A competência do tribunal arbitral deve ser aferida em função dos termos em que a petição inicial foi deduzida em juízo (com data de 5 de fevereiro de 2016). Ora, nesse articulado peticionam as demandantes ao tribunal arbitral necessário o reconhecimento da infração (pela demandada) de todos os direitos de propriedade industrial de que alegadamente são titulares, violação essa que, na sua ótica, se traduz na comercialização dos medicamentos genéricos para os quais a demandada solicitou AIM's, indicando como medicamento de referência o medicamento das demandantes. Direitos esses que as demandantes alegam derivar da titularidade das patentes, que não própria e tão-somente de medicamentos. Não é, pois, o caso, muito menos no presente estádio processual, operar uma cisão discriminatória entre as patentes invocadas como causa de pedir para efeitos de aferição da competência do tribunal rationae materiae em função das concretas patentes em jogo.Tal (eventual) discriminação relevará em sede de julgamento de mérito, que não em sede de exceção dilatória, rectius de exceção de incompetência (parcial) do Tribunal Arbitral.         Improcede, por conseguinte, a invocada exceção.»

II - È do assim decidido que vem interposta a presente apelação cujas alegações a Demandada concluiu nos seguintes termos:

1 - O artigo 18º/ 9 da Lei 63/2011 de 14 de dezembro (Lei da Arbitragem voluntária ou LAV), as partes poderão impugnar a decisão do tribunal arbitral sobre a sua competência para o tribunal estadual competente, neste caso o Tribunal da Relação de Lisboa.

2 - 0 artigo 3º/7 da Lei n.° 62/2011 de 12 de dezembro prevê expressamente a possibilidade de interposição de recurso da sentença proferida pelo Tribunal Arbitral

3- Dispõe expressamente o artigo 644º/2 alínea b) do CPC que cabe recurso de apelação da decisão que aprecie a competência absoluta do tribunal.

4 - A Lei 62/2011 é clara nos seus artigos 1º e 2º: apenas os litígios emergentes da invocação de direitos de propriedade industrial relacionados com medicamentos de referência estão sujeitos a sujeitos a arbitragem necessária.

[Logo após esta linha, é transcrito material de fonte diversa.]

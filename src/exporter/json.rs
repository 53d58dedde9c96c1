// file: src/exporter/json.rs
// description: writes document artifacts to the export directory with a json manifest

use crate::config::ExportConfig;
use crate::error::{Result, WorkflowError};
use crate::models::{Document, FileAttachment};
use crate::registry::DocumentRegistry;
use crate::utils::Validator;
use chrono::Utc;
use serde::Serialize;
use std::collections::HashSet;
use std::fs;
use std::path::{Path, PathBuf};
use tracing::{debug, info, warn};

pub const MANIFEST_FILE: &str = "manifest.json";

#[derive(Debug, Clone)]
pub struct ArtifactExporter {
    output_dir: PathBuf,
    write_manifest: bool,
    pretty: bool,
}

#[derive(Debug, Clone, Serialize)]
pub struct ExportedArtifact {
    pub file_name: String,
    pub path: PathBuf,
    pub mime_type: String,
    pub size: u64,
    pub checksum: String,
    #[serde(skip_serializing_if = "Option::is_none")]
    pub document_id: Option<String>,
}

#[derive(Debug, Serialize)]
pub struct ExportManifest {
    pub exported_at: String,
    pub total_documents: usize,
    pub current_document_id: Option<String>,
    pub files: Vec<ExportedArtifact>,
    pub documents: Vec<Document>,
}

impl ArtifactExporter {
    pub fn new(output_dir: impl Into<PathBuf>) -> Result<Self> {
        let output_dir = output_dir.into();
        fs::create_dir_all(&output_dir).map_err(|source| WorkflowError::FileOperation {
            path: output_dir.clone(),
            source,
        })?;
        Ok(Self {
            output_dir,
            write_manifest: true,
            pretty: true,
        })
    }

    pub fn from_config(config: &ExportConfig) -> Result<Self> {
        Ok(Self::new(&config.output_dir)?.with_manifest(config.write_manifest))
    }

    pub fn with_manifest(mut self, write_manifest: bool) -> Self {
        self.write_manifest = write_manifest;
        self
    }

    pub fn with_pretty(mut self, pretty: bool) -> Self {
        self.pretty = pretty;
        self
    }

    pub fn output_dir(&self) -> &Path {
        &self.output_dir
    }

    /// Writes a single in-memory artifact, replacing any file of the same name.
    pub fn write_file(&self, file: &FileAttachment) -> Result<ExportedArtifact> {
        let file_name = Validator::sanitize_file_component(&file.file_name);
        self.write_as(file, file_name)
    }

    fn write_as(&self, file: &FileAttachment, file_name: String) -> Result<ExportedArtifact> {
        let path = self.output_dir.join(&file_name);

        fs::write(&path, &file.bytes).map_err(|source| WorkflowError::FileOperation {
            path: path.clone(),
            source,
        })?;
        debug!("Wrote {} ({} bytes)", path.display(), file.size);

        Ok(ExportedArtifact {
            file_name,
            path,
            mime_type: file.mime_type.clone(),
            size: file.size,
            checksum: file.checksum.clone(),
            document_id: None,
        })
    }

    /// Documents without an attached file export nothing.
    pub fn export_document(&self, document: &Document) -> Result<Option<ExportedArtifact>> {
        let Some(file) = &document.file else {
            debug!("Document {} has no file to export", document.id);
            return Ok(None);
        };

        let mut artifact = self.write_file(file)?;
        artifact.document_id = Some(document.id.clone());
        info!("Exported {} to {}", document.name, artifact.path.display());
        Ok(Some(artifact))
    }

    pub fn export_session(&self, registry: &DocumentRegistry) -> Result<ExportManifest> {
        info!("Starting export to {:?}", self.output_dir);

        let mut files = Vec::new();
        let mut taken = HashSet::new();
        for document in registry.documents() {
            let Some(file) = &document.file else {
                debug!("Document {} has no file to export", document.id);
                continue;
            };

            let file_name = unique_file_name(&file.file_name, &mut taken);
            let mut artifact = self.write_as(file, file_name)?;
            artifact.document_id = Some(document.id.clone());
            files.push(artifact);
        }

        let manifest = ExportManifest {
            exported_at: Utc::now().to_rfc3339(),
            total_documents: registry.len(),
            current_document_id: registry.current_document().map(|d| d.id.clone()),
            files,
            documents: registry.documents().to_vec(),
        };

        if self.write_manifest {
            self.write_manifest_file(&manifest)?;
        }

        info!(
            "Export complete: {} documents, {} files",
            manifest.total_documents,
            manifest.files.len()
        );
        Ok(manifest)
    }

    fn write_manifest_file(&self, manifest: &ExportManifest) -> Result<PathBuf> {
        let path = self.output_dir.join(MANIFEST_FILE);
        let contents = if self.pretty {
            serde_json::to_string_pretty(manifest)?
        } else {
            serde_json::to_string(manifest)?
        };

        fs::write(&path, contents).map_err(|source| WorkflowError::FileOperation {
            path: path.clone(),
            source,
        })?;
        Ok(path)
    }
}

/// Same-day documents for the same client share a base name; later ones get
/// `-1`, `-2`, ... before the extension.
fn unique_file_name(file_name: &str, taken: &mut HashSet<String>) -> String {
    let base = Validator::sanitize_file_component(file_name);
    if taken.insert(base.clone()) {
        return base;
    }

    let (stem, extension) = match base.rsplit_once('.') {
        Some((stem, ext)) if !stem.is_empty() => (stem, Some(ext)),
        _ => (base.as_str(), None),
    };

    let mut counter = 1;
    loop {
        let candidate = match extension {
            Some(ext) => format!("{}-{}.{}", stem, counter, ext),
            None => format!("{}-{}", stem, counter),
        };
        if taken.insert(candidate.clone()) {
            warn!("Export name {} already used, writing {}", base, candidate);
            return candidate;
        }
        counter += 1;
    }
}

5- Os direitos de propriedade industrial, que podem ser invocados contra medicamentos genéricos através de arbitragem necessária, são apenas aqueles relacionados com um medicamento de referência.

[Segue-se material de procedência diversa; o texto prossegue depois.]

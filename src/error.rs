// file: src/error.rs
// description: Custom error types and result type aliases
// reference: https://docs.rs/thiserror

use std::path::PathBuf;
use thiserror::Error;

pub type Result<T> = std::result::Result<T, WorkflowError>;

#[derive(Error, Debug)]
pub enum WorkflowError {
    #[error("Please fill in all required fields: {}", .0.join(", "))]
    MissingInput(Vec<String>),

    #[error("{field} must be between {min} and {max}, got {value}")]
    OutOfRange {
        field: String,
        value: String,
        min: u32,
        max: u32,
    },

    #[error("Invalid {field}: {message}")]
    InvalidInput { field: String, message: String },

    #[error("Unsupported file type for {path}: accepted extensions are {accepted}")]
    UnsupportedFile { path: PathBuf, accepted: String },

    #[error("Unknown contract type: {0}")]
    UnknownContractType(String),

    #[error("Unknown change id: {0}")]
    UnknownChange(String),

    #[error("Configuration error: {0}")]
    Config(String),

    #[error("File operation failed for {path}: {source}")]
    FileOperation {
        path: PathBuf,
        source: std::io::Error,
    },

    #[error("IO error: {0}")]
    Io(#[from] std::io::Error),

    #[error("Serialization error: {0}")]
    Serialization(String),
}

impl WorkflowError {
    pub fn missing<I, S>(fields: I) -> Self
    where
        I: IntoIterator<Item = S>,
        S: Into<String>,
    {
        Self::MissingInput(fields.into_iter().map(Into::into).collect())
    }

    pub fn is_missing_input(&self) -> bool {
        matches!(self, Self::MissingInput(_))
    }
}

impl From<serde_json::Error> for WorkflowError {
    fn from(err: serde_json::Error) -> Self {
        Self::Serialization(err.to_string())
    }
}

6- Neste caso, o medicamento de referência das Recorridas é o Prezista®, que compreende o ingrediente ativo darunavir.

7- As Recorridas nem sequer alegaram que as patentes EP1448567, EP1567529, EP1725566, EP2089371 e EP2314591 abrangem, ou estão de algum modo relacionadas com, o medicamento de referência Prezista®, requisito essencial para a arbitragem necessária ao abrigo da Lei 62/2011.

8 - O legislador fez menção aos medicamentos de referência na sua própria epígrafe da Lei 62/2011.

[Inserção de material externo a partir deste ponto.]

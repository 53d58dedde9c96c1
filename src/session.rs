// file: src/session.rs
// description: session context handed to every page controller
// reference: explicit dependency injection instead of ambient global state

use crate::analysis::{ContractComparator, ContractEvaluator, StaticComparator, StaticEvaluator};
use crate::config::Config;
use crate::registry::DocumentRegistry;
use std::sync::Arc;

/// Everything a page needs: the document registry for this session, the
/// analysis collaborators, and configuration. Dropping the session drops
/// every document it created.
pub struct Session {
    registry: DocumentRegistry,
    evaluator: Arc<dyn ContractEvaluator>,
    comparator: Arc<dyn ContractComparator>,
    config: Config,
    show_progress: bool,
}

impl Session {
    pub fn new(config: Config) -> Self {
        Self {
            registry: DocumentRegistry::new(),
            evaluator: Arc::new(StaticEvaluator::new()),
            comparator: Arc::new(StaticComparator::new()),
            config,
            show_progress: false,
        }
    }

    pub fn with_evaluator(mut self, evaluator: Arc<dyn ContractEvaluator>) -> Self {
        self.evaluator = evaluator;
        self
    }

    pub fn with_comparator(mut self, comparator: Arc<dyn ContractComparator>) -> Self {
        self.comparator = comparator;
        self
    }

    pub fn with_progress(mut self, show_progress: bool) -> Self {
        self.show_progress = show_progress;
        self
    }

    pub fn registry(&self) -> &DocumentRegistry {
        &self.registry
    }

    pub fn registry_mut(&mut self) -> &mut DocumentRegistry {
        &mut self.registry
    }

    pub fn evaluator(&self) -> &dyn ContractEvaluator {
        self.evaluator.as_ref()
    }

    pub fn comparator(&self) -> &dyn ContractComparator {
        self.comparator.as_ref()
    }

    pub fn config(&self) -> &Config {
        &self.config
    }

    pub fn show_progress(&self) -> bool {
        self.show_progress
    }
}
// file: src/utils/mod.rs
// description: utility functions module exports
// reference: internal module structure

pub mod logging;
pub mod patterns;
pub mod progress;
pub mod telemetry;
pub mod validation;

pub use progress::{LoadingIndicator, simulate_work};
pub use telemetry::OperationTimer;
pub use validation::Validator;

9 - O legislador não teria ainda incluído ainda menções expressas aos medicamentos de referência nos artigos mais relevantes da Lei n.° 62/2011, isto é os artigos 1º e 2º.

10- O Tribunal Arbitral fez uma interpretação errada da Lei 62/2011 no sentido de que esta apenas prevê um regime de arbitragem necessária para os litígios entre direitos de propriedade industrial e medicamentos genéricos, concluindo pela irrelevância da conexão daqueles direitos de propriedade industrial com os medicamentos de referência conforme exigido pela Lei n.° 62/2011.

Termos em que deve o presente recurso de apelação ser julgado procedente, revogando-se a decisão recorrida e consequentemente julgar-se o Tribunal Arbitral incompetente para apreciar a alegada infração das patentes europeias nº EP's 1448567, 1567529, 1725566, 2089371 e 2314591 pelo medicamento genérico da Recorrente, atenta a falta de alegação de que o medicamento de referência é produzido ou detém as características técnicas daquelas patentes.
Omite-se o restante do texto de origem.